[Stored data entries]
------------------------
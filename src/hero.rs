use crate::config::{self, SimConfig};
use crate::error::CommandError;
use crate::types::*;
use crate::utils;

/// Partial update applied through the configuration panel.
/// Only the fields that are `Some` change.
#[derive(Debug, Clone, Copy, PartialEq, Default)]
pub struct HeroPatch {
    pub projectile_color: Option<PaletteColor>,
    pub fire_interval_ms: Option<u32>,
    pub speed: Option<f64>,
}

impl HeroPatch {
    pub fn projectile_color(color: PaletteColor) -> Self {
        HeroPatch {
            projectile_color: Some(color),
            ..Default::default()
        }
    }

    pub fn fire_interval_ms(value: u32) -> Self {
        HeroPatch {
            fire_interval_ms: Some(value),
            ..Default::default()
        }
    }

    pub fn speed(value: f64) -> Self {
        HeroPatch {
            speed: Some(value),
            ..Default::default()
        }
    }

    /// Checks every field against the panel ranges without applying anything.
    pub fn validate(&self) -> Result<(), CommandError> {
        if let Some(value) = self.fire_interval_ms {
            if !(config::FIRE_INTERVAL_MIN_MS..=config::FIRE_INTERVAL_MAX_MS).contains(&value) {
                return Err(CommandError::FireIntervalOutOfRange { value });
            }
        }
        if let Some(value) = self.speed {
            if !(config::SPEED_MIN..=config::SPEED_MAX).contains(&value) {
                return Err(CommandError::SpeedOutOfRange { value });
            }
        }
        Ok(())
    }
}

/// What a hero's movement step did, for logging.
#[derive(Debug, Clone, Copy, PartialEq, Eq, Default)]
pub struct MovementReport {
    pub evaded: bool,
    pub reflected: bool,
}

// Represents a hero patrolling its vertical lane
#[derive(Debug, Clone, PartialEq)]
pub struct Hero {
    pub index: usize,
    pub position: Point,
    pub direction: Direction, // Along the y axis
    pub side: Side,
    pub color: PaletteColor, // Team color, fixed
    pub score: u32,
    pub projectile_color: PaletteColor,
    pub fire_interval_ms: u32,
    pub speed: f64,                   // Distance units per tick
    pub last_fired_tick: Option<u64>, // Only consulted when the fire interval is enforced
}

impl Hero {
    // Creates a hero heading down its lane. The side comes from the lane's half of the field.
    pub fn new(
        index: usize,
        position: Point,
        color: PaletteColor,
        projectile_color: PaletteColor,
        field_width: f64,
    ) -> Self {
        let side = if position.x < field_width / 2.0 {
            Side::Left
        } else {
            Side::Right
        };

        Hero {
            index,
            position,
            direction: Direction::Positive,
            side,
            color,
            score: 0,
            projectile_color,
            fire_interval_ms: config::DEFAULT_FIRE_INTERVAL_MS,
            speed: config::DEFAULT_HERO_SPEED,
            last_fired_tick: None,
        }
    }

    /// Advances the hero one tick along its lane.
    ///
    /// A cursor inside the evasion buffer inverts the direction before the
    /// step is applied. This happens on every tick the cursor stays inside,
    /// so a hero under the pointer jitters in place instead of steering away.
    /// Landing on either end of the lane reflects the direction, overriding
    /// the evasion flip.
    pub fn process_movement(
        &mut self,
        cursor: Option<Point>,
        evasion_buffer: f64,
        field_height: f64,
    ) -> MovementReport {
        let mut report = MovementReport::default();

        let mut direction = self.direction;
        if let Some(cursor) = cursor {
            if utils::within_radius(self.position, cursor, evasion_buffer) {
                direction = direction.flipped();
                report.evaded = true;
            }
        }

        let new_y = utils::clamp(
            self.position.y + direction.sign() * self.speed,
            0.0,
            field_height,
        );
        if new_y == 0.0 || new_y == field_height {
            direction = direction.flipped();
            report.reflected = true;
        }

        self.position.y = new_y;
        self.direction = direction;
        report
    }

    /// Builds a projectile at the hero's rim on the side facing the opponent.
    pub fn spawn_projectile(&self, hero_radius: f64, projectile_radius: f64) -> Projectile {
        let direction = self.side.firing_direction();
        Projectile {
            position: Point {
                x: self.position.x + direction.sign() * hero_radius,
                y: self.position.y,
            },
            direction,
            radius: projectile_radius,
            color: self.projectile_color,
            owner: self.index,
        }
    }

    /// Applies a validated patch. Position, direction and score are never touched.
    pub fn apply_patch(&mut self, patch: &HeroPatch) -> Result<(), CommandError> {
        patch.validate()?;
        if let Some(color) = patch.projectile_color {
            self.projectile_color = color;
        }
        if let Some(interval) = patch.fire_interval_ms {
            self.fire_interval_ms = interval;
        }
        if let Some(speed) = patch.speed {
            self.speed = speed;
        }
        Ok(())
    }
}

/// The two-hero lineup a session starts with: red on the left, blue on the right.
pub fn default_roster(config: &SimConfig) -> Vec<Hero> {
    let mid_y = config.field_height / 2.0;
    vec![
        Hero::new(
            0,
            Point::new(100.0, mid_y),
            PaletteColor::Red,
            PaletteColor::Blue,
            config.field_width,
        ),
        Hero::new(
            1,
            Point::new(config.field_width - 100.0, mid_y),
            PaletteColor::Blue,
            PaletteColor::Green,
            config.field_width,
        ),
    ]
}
------------------------
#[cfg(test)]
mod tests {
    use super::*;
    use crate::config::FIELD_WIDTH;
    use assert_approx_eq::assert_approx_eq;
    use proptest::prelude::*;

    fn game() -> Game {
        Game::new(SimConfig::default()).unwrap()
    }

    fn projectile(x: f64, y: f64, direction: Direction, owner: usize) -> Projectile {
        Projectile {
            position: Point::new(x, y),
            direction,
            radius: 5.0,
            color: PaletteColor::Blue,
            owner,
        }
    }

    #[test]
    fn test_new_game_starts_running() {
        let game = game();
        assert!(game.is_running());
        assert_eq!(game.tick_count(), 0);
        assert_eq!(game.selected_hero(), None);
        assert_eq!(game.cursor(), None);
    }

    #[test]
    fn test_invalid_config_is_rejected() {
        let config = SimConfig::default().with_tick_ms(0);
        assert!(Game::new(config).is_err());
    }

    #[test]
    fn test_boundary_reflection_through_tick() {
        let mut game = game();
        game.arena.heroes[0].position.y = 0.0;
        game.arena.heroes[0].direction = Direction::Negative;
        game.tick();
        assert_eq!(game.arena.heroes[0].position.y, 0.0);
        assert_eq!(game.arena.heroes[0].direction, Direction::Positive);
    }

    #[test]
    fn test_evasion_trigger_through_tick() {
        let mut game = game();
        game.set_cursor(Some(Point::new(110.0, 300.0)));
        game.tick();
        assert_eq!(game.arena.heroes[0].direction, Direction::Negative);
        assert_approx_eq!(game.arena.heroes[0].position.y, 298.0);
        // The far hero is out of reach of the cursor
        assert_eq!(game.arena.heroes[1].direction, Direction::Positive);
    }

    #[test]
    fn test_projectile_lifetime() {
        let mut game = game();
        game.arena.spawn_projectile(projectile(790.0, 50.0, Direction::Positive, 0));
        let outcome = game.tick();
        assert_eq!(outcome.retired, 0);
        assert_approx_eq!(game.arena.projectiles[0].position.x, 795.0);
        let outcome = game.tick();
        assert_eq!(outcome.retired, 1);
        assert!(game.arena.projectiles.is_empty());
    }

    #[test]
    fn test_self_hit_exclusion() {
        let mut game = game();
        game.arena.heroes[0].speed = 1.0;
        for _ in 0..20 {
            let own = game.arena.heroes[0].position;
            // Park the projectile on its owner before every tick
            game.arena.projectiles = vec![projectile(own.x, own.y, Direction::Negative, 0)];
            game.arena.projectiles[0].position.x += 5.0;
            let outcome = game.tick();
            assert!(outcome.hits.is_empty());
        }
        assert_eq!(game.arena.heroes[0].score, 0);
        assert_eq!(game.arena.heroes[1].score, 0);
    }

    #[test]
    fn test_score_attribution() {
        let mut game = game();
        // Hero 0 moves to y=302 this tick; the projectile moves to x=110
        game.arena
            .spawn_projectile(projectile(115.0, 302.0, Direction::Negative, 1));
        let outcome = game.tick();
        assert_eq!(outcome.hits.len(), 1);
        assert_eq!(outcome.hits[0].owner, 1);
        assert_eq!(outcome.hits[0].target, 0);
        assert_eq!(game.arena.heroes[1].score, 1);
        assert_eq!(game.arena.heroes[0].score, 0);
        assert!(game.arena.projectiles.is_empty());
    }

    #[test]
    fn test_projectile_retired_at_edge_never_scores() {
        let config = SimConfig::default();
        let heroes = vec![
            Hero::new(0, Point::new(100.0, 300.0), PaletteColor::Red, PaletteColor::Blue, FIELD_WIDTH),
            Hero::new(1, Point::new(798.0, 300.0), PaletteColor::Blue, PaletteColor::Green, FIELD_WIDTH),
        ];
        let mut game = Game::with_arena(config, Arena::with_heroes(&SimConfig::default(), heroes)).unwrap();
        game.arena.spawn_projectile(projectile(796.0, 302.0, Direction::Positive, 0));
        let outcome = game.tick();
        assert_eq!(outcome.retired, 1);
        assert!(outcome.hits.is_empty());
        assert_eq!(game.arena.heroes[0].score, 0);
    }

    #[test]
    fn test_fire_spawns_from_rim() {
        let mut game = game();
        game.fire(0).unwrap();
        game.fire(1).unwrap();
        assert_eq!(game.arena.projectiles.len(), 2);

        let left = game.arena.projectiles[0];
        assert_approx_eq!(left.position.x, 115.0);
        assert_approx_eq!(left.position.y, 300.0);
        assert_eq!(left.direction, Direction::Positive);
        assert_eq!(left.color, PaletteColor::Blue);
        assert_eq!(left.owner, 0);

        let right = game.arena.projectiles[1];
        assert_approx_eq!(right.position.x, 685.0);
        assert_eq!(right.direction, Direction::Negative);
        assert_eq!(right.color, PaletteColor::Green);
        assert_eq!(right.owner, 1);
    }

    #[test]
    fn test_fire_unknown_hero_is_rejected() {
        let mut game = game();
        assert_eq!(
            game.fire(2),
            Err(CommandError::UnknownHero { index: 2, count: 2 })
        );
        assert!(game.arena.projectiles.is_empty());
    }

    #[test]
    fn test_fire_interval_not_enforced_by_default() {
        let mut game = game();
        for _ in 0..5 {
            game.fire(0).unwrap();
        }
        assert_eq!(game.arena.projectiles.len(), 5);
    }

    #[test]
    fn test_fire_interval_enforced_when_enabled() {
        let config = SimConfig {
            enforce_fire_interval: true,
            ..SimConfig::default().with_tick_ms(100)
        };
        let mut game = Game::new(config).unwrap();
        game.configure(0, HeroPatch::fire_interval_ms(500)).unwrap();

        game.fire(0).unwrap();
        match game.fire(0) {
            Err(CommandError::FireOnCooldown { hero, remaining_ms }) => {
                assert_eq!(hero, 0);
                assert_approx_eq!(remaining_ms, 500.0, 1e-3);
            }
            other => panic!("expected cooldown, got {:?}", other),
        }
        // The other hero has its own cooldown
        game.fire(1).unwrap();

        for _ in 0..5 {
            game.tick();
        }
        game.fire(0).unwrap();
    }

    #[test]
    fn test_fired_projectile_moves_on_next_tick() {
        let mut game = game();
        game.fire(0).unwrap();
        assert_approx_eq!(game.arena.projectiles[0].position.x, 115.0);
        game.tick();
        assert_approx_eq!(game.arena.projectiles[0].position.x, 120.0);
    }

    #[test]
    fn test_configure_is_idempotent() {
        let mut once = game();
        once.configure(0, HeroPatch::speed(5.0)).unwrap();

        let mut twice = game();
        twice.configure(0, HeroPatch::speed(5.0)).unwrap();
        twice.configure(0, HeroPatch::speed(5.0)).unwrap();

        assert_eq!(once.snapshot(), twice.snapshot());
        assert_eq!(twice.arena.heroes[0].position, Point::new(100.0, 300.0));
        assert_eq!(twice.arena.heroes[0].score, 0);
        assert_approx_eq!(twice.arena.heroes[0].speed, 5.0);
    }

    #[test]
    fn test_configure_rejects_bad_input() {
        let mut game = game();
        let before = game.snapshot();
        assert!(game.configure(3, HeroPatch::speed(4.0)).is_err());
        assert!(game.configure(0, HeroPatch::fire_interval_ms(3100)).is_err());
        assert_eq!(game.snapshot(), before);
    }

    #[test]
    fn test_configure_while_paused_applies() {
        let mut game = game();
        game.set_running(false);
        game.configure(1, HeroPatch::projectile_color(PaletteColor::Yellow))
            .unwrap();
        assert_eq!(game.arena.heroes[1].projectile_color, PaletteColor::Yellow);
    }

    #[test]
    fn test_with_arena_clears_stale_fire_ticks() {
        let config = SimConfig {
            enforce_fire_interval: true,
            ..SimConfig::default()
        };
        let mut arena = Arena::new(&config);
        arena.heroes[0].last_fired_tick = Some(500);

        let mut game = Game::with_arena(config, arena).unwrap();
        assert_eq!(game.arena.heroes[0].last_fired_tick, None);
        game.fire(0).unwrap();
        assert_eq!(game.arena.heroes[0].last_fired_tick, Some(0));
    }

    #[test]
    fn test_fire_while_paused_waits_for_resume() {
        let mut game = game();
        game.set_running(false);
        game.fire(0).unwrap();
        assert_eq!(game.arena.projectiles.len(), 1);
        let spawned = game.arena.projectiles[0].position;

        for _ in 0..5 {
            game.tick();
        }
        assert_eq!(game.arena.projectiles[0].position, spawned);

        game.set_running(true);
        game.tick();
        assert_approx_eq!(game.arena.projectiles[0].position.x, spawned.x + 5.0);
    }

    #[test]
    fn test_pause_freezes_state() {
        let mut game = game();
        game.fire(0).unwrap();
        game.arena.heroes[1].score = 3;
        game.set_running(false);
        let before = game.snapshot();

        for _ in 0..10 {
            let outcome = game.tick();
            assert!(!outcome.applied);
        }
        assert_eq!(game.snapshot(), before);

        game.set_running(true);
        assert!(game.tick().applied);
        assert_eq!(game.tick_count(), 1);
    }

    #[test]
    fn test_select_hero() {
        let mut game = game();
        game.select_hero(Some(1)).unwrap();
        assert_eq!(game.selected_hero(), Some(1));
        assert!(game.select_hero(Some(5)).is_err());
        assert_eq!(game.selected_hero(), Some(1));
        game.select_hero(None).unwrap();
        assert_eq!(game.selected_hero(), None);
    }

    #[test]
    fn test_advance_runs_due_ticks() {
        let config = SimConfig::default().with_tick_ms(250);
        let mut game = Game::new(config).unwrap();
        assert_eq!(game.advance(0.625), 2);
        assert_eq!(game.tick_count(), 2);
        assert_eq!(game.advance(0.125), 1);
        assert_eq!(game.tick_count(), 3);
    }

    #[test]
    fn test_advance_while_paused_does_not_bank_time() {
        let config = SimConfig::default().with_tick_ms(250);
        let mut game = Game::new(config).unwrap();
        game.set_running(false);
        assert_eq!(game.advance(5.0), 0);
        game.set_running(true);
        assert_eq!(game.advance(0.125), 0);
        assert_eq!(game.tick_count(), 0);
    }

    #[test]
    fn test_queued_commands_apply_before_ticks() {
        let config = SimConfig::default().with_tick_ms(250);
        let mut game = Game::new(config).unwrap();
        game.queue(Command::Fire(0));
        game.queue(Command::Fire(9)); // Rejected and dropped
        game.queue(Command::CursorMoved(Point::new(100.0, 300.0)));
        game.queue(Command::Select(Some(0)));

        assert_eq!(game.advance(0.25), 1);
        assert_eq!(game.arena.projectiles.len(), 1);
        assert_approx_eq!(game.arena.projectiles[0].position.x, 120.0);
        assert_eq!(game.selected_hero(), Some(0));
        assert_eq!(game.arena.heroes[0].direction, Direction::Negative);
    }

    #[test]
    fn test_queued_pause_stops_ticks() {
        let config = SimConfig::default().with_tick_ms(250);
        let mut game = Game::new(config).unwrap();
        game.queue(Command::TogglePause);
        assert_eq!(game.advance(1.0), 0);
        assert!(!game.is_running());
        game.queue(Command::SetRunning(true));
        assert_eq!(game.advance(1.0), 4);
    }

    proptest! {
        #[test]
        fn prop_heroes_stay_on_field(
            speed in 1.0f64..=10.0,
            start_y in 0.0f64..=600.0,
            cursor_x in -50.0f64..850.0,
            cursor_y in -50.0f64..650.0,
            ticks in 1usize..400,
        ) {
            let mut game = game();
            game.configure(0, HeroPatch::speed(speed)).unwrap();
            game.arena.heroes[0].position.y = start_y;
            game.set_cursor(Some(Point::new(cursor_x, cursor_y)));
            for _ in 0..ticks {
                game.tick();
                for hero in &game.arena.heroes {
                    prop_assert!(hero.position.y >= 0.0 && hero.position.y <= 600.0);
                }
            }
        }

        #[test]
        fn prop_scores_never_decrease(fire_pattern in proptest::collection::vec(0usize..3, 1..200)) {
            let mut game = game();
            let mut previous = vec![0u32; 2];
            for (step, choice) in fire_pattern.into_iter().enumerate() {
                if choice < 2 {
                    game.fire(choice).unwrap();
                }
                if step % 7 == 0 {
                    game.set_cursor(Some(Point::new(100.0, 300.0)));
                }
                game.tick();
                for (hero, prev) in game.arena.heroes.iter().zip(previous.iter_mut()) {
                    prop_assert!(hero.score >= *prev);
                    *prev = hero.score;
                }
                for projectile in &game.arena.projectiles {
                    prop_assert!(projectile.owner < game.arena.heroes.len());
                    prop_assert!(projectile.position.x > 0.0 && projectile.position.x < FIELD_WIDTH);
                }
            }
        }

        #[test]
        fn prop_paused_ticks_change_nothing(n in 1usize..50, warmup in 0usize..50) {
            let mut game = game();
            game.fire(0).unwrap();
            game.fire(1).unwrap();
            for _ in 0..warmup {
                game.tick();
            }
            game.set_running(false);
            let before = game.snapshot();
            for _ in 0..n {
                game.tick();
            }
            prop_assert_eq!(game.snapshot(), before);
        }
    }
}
------------------------
*DESCRIPTION OF THE TASK*.
Within the data above, how many lines include the string "index"? Only the number is required.

*ANSWER FOR THE TASK*.
5